2.4.3 Speeding Up Entity Coreference with Indexing Techniques
The Information Retrieval (IR) style inverted index, a technique typically used for fast data retrieval on the Web, has been widely adopted for speeding up the blocking process. An IR-based inverted index is typically built for a collection of documents where each document contains a set of terms. The index will have a term list that contains all the unique terms in this document collection; and each term will be associated with a posting list with all documents that contain this term.
PartEnum [93], BiTrieJoin [94], IndexChunk [95], FastJoin [96], All-Pairs [97], PP-Join(+) [98] and Ed-Join [99] are all inverted index based approaches. PartEnum [93]
is a search based algorithm that adopts a two-level partitioning and enumeration based on Hamming distance. BiTrieJoin [94] is a trie-based method to support efficient edit similarity joins with sub-trie pruning. AllPairs [97] is a simple index based algorithm with certain optimization strategies. PPJoin+ [100] adopts a positional filtering principle that exploits the ordering of tokens in a record. Ed-Join [99] employed filtering methods that explore the locations and contents of mismatching n-grams. Similarly, IndexChunk
[95] computes asymmetric signatures on character-level n-grams as constraints for selecting candidates. Instead of performing exact matching on tokens and/or character-level n-grams, FastJoin [96] adopts fuzzy matching techniques that consider both token and character level similarity.
The Semantic Web community has also started adopting similar techniques for blocking and entity coreference. Ioannou et. al. [101] developed a system that focuses on query time duplicate instance detection on RDF data. The key technique is to index RDF resources to enable efficient look-ups. By adaptively determining the query to the index, similar instances to the query instance can be efficiently retrieved.

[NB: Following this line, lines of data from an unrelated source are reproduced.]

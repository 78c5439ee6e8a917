use std::num::{NonZeroU32, NonZeroUsize};

/// Shape of the generated parameter payload.
#[derive(Debug, Clone, Copy, PartialEq, Eq, Default)]
pub enum ParamMode {
    #[default]
    Object,
    Array,
}

impl ParamMode {
    #[must_use]
    pub const fn as_str(self) -> &'static str {
        match self {
            ParamMode::Object => "object",
            ParamMode::Array => "array",
        }
    }
}

/// What array mode does with a mapping that failed to convert.
///
/// `Shift` drops the value, so every later position moves left by one.
/// `Null` keeps the position and writes `null` there.
#[derive(Debug, Clone, Copy, PartialEq, Eq, Default)]
pub enum ArrayGaps {
    #[default]
    Shift,
    Null,
}

impl ArrayGaps {
    #[must_use]
    pub const fn as_str(self) -> &'static str {
        match self {
            ArrayGaps::Shift => "shift",
            ArrayGaps::Null => "null",
        }
    }
}

#[derive(Debug, Clone, PartialEq, Eq)]
pub enum ParamType {
    String,
    Int,
    Float,
    Bool,
    StringList,
    IntList,
    /// Unrecognised tag; values pass through as trimmed strings.
    Other(String),
}

impl ParamType {
    #[must_use]
    pub fn from_tag(tag: &str) -> Self {
        match tag.trim() {
            "string" => ParamType::String,
            "int" => ParamType::Int,
            "float" => ParamType::Float,
            "bool" => ParamType::Bool,
            "string[]" => ParamType::StringList,
            "int[]" => ParamType::IntList,
            other => ParamType::Other(other.to_owned()),
        }
    }

    #[must_use]
    pub fn as_tag(&self) -> &str {
        match self {
            ParamType::String => "string",
            ParamType::Int => "int",
            ParamType::Float => "float",
            ParamType::Bool => "bool",
            ParamType::StringList => "string[]",
            ParamType::IntList => "int[]",
            ParamType::Other(tag) => tag,
        }
    }
}

#[derive(Debug, Clone, PartialEq, Eq)]
pub enum ColumnSelector {
    Index(usize),
    /// A numeric selector below zero; never matches a field.
    Negative,
    Name(String),
}

impl ColumnSelector {
    #[must_use]
    pub fn parse(raw: &str) -> Self {
        let raw = raw.trim();
        match raw.parse::<i64>() {
            Ok(index) => {
                usize::try_from(index).map_or(ColumnSelector::Negative, ColumnSelector::Index)
            }
            Err(_) => ColumnSelector::Name(raw.to_owned()),
        }
    }
}

#[derive(Debug, Clone, PartialEq, Eq)]
pub struct ParamMapping {
    pub column: ColumnSelector,
    pub name: String,
    pub param_type: ParamType,
    pub default_value: String,
    pub array_index: i64,
}

/// Immutable, validated snapshot of everything one run needs.
#[derive(Debug, Clone)]
pub struct RunConfig {
    pub url: String,
    pub cookie: Option<String>,
    pub body_template: String,
    pub endpoints: Vec<String>,
    pub qps: NonZeroU32,
    pub workers: NonZeroUsize,
    pub max_retries: u32,
    pub param_mode: ParamMode,
    pub array_gaps: ArrayGaps,
    pub mappings: Vec<ParamMapping>,
    pub endpoint_field: String,
    pub params_field: String,
    pub failure_marker: String,
    pub origin: String,
    pub referer: String,
}

impl RunConfig {
    /// Queue capacity for one run: twice the worker count.
    #[must_use]
    pub fn queue_capacity(&self) -> usize {
        self.workers.get().saturating_mul(2)
    }
}
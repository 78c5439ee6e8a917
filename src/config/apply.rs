use std::num::{NonZeroU32, NonZeroUsize};

use url::Url;

use crate::args::DriverArgs;
use crate::domain::{ArrayGaps, ColumnSelector, ParamMapping, ParamMode, ParamType, RunConfig};
use crate::error::{AppError, AppResult, ValidationError};

use super::types::{ConfigFile, MappingConfig};

const DEFAULT_QPS: i64 = 25;
const DEFAULT_WORKERS: i64 = 100;
const DEFAULT_MAX_RETRIES: i64 = 3;
const DEFAULT_ENDPOINT_FIELD: &str = "ipPort";
const DEFAULT_PARAMS_FIELD: &str = "jsonParam";
const DEFAULT_FAILURE_MARKER: &str = "call failed";
const DEFAULT_BODY_TEMPLATE: &str = "{}";

/// Overlays values given on the command line onto the config record.
pub fn apply_args(config: &mut ConfigFile, args: &DriverArgs) {
    if let Some(url) = args.url.as_ref() {
        config.url = Some(url.clone());
    }
    if let Some(cookie) = args.cookie.as_ref() {
        config.cookie = Some(cookie.clone());
    }
    if let Some(body) = args.body_template.as_ref() {
        config.body_temp = Some(body.clone());
    }
    if !args.endpoints.is_empty() {
        config.ip_list = Some(args.endpoints.clone());
    }
    if let Some(qps) = args.qps {
        config.qps = Some(i64::from(qps.get()));
    }
    if let Some(workers) = args.workers {
        config.workers = Some(i64::try_from(workers.get()).unwrap_or(i64::MAX));
    }
    if let Some(retries) = args.retries {
        config.max_retries = Some(i64::from(retries));
    }
    if let Some(mode) = args.mode {
        config.param_mode = Some(mode.as_str().to_owned());
    }
    if let Some(gaps) = args.array_gaps {
        config.array_gaps = Some(gaps.as_str().to_owned());
    }
}

/// Validates the record and builds the immutable per-run snapshot.
///
/// # Errors
///
/// Returns an error when the URL is missing or invalid, a numeric field is
/// out of range, the endpoint list is empty, a mode is unknown, or a header
/// value cannot be encoded.
pub fn resolve_run_config(config: &ConfigFile) -> AppResult<RunConfig> {
    let (url, target) = parse_target(config.url.as_deref())?;
    let endpoints = normalize_endpoints(config.ip_list.as_deref())?;

    let qps = positive(config.qps, DEFAULT_QPS, "qps")?;
    let qps = u32::try_from(qps)
        .ok()
        .and_then(NonZeroU32::new)
        .ok_or_else(|| out_of_range("qps", qps))?;
    let workers = positive(config.workers, DEFAULT_WORKERS, "workers")?;
    let workers = usize::try_from(workers)
        .ok()
        .and_then(NonZeroUsize::new)
        .ok_or_else(|| out_of_range("workers", workers))?;
    let max_retries = config.max_retries.unwrap_or(DEFAULT_MAX_RETRIES);
    if max_retries < 0 {
        return Err(AppError::validation(ValidationError::MustNotBeNegative {
            field: "maxRetries",
            value: max_retries,
        }));
    }
    let max_retries =
        u32::try_from(max_retries).map_err(|_overflow| out_of_range("maxRetries", max_retries))?;

    let param_mode = parse_mode(config.param_mode.as_deref())?;
    let array_gaps = parse_gaps(config.array_gaps.as_deref())?;
    let origin = config
        .origin
        .as_deref()
        .map(str::trim)
        .filter(|value| !value.is_empty())
        .map_or_else(|| target.origin().ascii_serialization(), str::to_owned);
    let referer = config
        .referer
        .as_deref()
        .map(str::trim)
        .filter(|value| !value.is_empty())
        .map_or_else(|| format!("{}/", origin), str::to_owned);

    let resolved = RunConfig {
        url,
        cookie: config
            .cookie
            .as_deref()
            .map(str::trim)
            .filter(|cookie| !cookie.is_empty())
            .map(str::to_owned),
        body_template: config
            .body_temp
            .clone()
            .unwrap_or_else(|| DEFAULT_BODY_TEMPLATE.to_owned()),
        endpoints,
        qps,
        workers,
        max_retries,
        param_mode,
        array_gaps,
        mappings: resolve_mappings(&config.param_mappings),
        endpoint_field: required_field(
            config.endpoint_field.as_deref(),
            DEFAULT_ENDPOINT_FIELD,
            "endpointField",
        )?,
        params_field: required_field(
            config.params_field.as_deref(),
            DEFAULT_PARAMS_FIELD,
            "paramsField",
        )?,
        failure_marker: config
            .failure_marker
            .clone()
            .unwrap_or_else(|| DEFAULT_FAILURE_MARKER.to_owned()),
        origin,
        referer,
    };
    crate::http::build_headers(&resolved)?;
    Ok(resolved)
}

fn parse_target(url: Option<&str>) -> AppResult<(String, Url)> {
    let url = url
        .map(str::trim)
        .filter(|url| !url.is_empty())
        .ok_or_else(|| AppError::validation(ValidationError::MissingUrl))?;
    let parsed = Url::parse(url).map_err(|err| {
        AppError::validation(ValidationError::InvalidUrl {
            url: url.to_owned(),
            source: err,
        })
    })?;
    if parsed.host_str().is_none() {
        return Err(AppError::validation(ValidationError::UrlMissingHost {
            url: url.to_owned(),
        }));
    }
    Ok((url.to_owned(), parsed))
}

fn normalize_endpoints(list: Option<&[String]>) -> AppResult<Vec<String>> {
    let endpoints: Vec<String> = list
        .unwrap_or_default()
        .iter()
        .map(|entry| entry.trim())
        .filter(|entry| !entry.is_empty())
        .map(str::to_owned)
        .collect();
    if endpoints.is_empty() {
        return Err(AppError::validation(ValidationError::EndpointsEmpty));
    }
    Ok(endpoints)
}

fn positive(value: Option<i64>, default: i64, field: &'static str) -> AppResult<i64> {
    let value = value.unwrap_or(default);
    if value < 1 {
        return Err(AppError::validation(ValidationError::MustBePositive {
            field,
            value,
        }));
    }
    Ok(value)
}

fn out_of_range(field: &'static str, value: i64) -> AppError {
    AppError::validation(ValidationError::OutOfRange { field, value })
}

fn parse_mode(value: Option<&str>) -> AppResult<ParamMode> {
    match value.map(|mode| mode.trim().to_ascii_lowercase()).as_deref() {
        None | Some("" | "object") => Ok(ParamMode::Object),
        Some("array") => Ok(ParamMode::Array),
        Some(other) => Err(AppError::validation(ValidationError::InvalidParamMode {
            value: other.to_owned(),
        })),
    }
}

fn parse_gaps(value: Option<&str>) -> AppResult<ArrayGaps> {
    match value.map(|gaps| gaps.trim().to_ascii_lowercase()).as_deref() {
        None | Some("" | "shift") => Ok(ArrayGaps::Shift),
        Some("null") => Ok(ArrayGaps::Null),
        Some(other) => Err(AppError::validation(ValidationError::InvalidArrayGaps {
            value: other.to_owned(),
        })),
    }
}

fn required_field(value: Option<&str>, default: &str, field: &'static str) -> AppResult<String> {
    let value = value.map_or(default, str::trim);
    if value.is_empty() {
        return Err(AppError::validation(ValidationError::FieldEmpty { field }));
    }
    Ok(value.to_owned())
}

/// Mappings with a blank column selector are ignored.
fn resolve_mappings(mappings: &[MappingConfig]) -> Vec<ParamMapping> {
    mappings
        .iter()
        .filter(|mapping| !mapping.csv_column.trim().is_empty())
        .map(|mapping| ParamMapping {
            column: ColumnSelector::parse(&mapping.csv_column),
            name: mapping.param_name.trim().to_owned(),
            param_type: ParamType::from_tag(&mapping.param_type),
            default_value: mapping.default_value.clone(),
            array_index: mapping.array_index,
        })
        .collect()
}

2.4.4 Building Scalable Systems with Feature Selection
Most of the current research focuses on how to reduce the total number of pairwise compar-isons between entity mentions; however, it is also important to speed up a single pairwise comparison. This can be generalized as a pruning process where we prune the less important parts of an instance’s context information. For example, when we compare the similarity between a pair of instances, the system predicts if the remaining unconsidered context will overturn the current decision made based upon what has already been compared. If it is not worth continuing to explore the rest of the context, the system will simply stop and continue with the next pair of instances. This is similar to the feature selection problem [102] where algorithms are developed to select the right features for a specific problem in order to reduce computational complexity. The key problem here is how to stop at the right places (selecting the right features). Stopping too soon may cause the system to lose some number of true matches; while going too far could potentially bring in unnecessary computational costs.